**What is needed:** In the data below, which lines contain "https"? List them by copying each one.

(Saved data entries)
:::
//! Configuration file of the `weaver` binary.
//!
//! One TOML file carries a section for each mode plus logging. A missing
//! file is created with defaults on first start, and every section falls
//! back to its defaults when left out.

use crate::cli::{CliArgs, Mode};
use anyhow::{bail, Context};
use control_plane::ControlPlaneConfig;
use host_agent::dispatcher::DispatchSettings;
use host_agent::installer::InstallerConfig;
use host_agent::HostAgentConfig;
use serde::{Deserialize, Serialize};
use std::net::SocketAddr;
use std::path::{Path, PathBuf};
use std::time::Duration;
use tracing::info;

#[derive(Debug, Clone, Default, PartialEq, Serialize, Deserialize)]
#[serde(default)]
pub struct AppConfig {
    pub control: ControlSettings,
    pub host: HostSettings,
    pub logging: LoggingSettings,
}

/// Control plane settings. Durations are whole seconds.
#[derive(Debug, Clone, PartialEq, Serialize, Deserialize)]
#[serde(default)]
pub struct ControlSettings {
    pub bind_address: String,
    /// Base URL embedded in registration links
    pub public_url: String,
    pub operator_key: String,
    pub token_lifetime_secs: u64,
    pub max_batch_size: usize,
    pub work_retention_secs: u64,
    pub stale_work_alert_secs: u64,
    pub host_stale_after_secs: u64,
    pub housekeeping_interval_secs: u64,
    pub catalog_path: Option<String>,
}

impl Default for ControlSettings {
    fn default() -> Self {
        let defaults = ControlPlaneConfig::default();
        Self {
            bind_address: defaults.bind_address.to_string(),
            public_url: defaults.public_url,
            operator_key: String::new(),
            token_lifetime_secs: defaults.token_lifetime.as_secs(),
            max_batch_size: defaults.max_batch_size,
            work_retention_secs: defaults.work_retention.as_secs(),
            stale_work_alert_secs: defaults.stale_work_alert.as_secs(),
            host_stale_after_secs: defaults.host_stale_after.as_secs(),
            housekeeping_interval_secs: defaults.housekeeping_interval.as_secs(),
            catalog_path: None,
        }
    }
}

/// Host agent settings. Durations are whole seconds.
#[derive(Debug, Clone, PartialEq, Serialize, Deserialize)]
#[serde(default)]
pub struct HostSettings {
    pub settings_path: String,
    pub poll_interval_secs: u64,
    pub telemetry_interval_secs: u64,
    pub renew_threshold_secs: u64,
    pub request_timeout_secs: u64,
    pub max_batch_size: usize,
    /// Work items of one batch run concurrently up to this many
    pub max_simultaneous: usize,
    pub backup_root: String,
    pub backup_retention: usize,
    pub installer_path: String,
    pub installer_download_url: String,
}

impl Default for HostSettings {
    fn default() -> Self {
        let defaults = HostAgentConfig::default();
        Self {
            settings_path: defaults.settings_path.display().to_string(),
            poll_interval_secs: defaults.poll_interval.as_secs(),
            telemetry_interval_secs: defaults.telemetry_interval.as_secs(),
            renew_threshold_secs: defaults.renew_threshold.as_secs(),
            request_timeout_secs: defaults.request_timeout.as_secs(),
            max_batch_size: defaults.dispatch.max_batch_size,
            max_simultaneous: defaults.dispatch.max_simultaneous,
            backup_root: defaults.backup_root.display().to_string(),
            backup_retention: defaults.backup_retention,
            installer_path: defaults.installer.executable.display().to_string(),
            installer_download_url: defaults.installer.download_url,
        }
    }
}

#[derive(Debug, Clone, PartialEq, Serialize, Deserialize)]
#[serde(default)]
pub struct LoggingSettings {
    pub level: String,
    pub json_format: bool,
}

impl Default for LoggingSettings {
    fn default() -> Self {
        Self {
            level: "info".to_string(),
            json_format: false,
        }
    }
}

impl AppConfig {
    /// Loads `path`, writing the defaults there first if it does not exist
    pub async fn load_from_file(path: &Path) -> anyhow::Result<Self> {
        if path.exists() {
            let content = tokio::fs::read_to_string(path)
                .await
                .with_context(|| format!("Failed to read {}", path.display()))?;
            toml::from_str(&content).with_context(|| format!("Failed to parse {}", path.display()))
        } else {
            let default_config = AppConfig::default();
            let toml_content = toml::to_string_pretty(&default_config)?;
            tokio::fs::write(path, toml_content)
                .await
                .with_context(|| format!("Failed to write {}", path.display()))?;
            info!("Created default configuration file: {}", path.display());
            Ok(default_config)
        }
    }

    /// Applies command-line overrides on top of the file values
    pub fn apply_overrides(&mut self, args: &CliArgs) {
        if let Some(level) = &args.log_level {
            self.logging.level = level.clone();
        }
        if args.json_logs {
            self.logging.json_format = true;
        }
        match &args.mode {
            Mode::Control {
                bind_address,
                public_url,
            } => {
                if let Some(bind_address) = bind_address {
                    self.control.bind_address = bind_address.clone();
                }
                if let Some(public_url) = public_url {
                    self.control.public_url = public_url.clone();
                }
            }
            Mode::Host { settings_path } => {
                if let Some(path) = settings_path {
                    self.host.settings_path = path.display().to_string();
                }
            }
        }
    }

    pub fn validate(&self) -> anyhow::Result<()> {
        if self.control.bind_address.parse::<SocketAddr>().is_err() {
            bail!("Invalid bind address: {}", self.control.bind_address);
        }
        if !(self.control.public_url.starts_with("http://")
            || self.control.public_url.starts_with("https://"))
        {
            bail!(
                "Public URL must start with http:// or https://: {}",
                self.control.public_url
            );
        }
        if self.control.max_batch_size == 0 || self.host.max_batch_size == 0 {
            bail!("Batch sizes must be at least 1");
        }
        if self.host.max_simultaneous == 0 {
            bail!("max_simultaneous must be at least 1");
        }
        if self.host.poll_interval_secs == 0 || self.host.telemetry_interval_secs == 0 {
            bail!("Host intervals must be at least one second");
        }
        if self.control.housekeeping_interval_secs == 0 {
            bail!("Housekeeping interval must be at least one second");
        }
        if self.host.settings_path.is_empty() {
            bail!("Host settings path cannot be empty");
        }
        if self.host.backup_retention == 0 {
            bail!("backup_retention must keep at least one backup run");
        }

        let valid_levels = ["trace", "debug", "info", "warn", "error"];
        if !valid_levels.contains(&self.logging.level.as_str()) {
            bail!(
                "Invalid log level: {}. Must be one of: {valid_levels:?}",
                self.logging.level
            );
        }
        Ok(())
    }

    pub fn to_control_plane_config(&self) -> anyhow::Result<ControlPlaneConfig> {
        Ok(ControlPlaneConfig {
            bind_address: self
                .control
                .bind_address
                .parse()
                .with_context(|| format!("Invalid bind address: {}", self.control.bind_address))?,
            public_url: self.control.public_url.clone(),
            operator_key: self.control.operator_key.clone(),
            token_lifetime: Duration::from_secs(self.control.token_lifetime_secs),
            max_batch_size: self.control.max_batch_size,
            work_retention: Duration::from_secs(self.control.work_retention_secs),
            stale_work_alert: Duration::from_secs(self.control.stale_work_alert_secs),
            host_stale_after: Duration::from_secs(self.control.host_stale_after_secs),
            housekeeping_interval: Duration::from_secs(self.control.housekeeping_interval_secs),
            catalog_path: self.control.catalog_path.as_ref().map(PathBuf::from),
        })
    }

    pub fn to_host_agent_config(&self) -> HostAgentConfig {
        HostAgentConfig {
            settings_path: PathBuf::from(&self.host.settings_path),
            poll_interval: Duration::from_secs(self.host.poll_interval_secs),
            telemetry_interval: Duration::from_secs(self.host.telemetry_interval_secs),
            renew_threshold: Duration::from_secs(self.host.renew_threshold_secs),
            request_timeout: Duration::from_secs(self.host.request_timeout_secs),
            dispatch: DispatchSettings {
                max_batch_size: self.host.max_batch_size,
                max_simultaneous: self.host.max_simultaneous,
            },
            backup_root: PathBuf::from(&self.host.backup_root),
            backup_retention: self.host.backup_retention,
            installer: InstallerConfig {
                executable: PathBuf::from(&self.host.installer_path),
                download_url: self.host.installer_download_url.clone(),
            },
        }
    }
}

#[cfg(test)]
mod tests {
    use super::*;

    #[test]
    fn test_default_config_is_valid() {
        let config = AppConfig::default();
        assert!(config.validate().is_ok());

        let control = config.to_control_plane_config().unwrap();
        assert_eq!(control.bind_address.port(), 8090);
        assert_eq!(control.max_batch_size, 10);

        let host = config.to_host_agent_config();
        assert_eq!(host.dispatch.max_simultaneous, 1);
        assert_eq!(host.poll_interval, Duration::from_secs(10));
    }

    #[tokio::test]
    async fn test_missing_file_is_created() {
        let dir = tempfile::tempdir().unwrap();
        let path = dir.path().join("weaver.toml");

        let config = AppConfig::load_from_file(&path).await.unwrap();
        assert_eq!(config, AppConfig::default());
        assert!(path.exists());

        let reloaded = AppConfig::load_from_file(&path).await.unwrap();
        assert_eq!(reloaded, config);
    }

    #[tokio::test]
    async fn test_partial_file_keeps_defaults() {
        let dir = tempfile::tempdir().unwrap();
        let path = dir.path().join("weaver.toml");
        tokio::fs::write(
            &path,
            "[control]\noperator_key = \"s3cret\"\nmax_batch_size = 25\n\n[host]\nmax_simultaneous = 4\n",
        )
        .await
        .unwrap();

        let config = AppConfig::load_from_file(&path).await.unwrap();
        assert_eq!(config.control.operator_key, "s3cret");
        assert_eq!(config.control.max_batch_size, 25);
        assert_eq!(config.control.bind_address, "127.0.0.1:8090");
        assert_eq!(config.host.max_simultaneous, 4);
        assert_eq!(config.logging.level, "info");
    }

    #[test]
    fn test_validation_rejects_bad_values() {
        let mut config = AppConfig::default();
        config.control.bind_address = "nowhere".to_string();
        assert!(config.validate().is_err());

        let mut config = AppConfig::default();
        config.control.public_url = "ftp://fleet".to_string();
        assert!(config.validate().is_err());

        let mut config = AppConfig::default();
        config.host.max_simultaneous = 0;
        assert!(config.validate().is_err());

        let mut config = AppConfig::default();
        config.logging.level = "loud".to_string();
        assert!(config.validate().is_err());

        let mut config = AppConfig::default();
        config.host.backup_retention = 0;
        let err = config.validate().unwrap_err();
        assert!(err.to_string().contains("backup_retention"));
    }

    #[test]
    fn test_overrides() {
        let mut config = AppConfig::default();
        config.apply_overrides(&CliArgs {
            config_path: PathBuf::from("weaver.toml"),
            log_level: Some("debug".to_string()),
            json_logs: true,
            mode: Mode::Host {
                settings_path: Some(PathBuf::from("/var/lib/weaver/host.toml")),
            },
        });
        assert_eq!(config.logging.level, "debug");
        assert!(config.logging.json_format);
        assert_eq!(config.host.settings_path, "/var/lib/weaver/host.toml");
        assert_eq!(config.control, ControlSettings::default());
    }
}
:::
**Result for this exercise:**
            || self.control.public_url.starts_with("https://"))
                "Public URL must start with http:// or https://: {}",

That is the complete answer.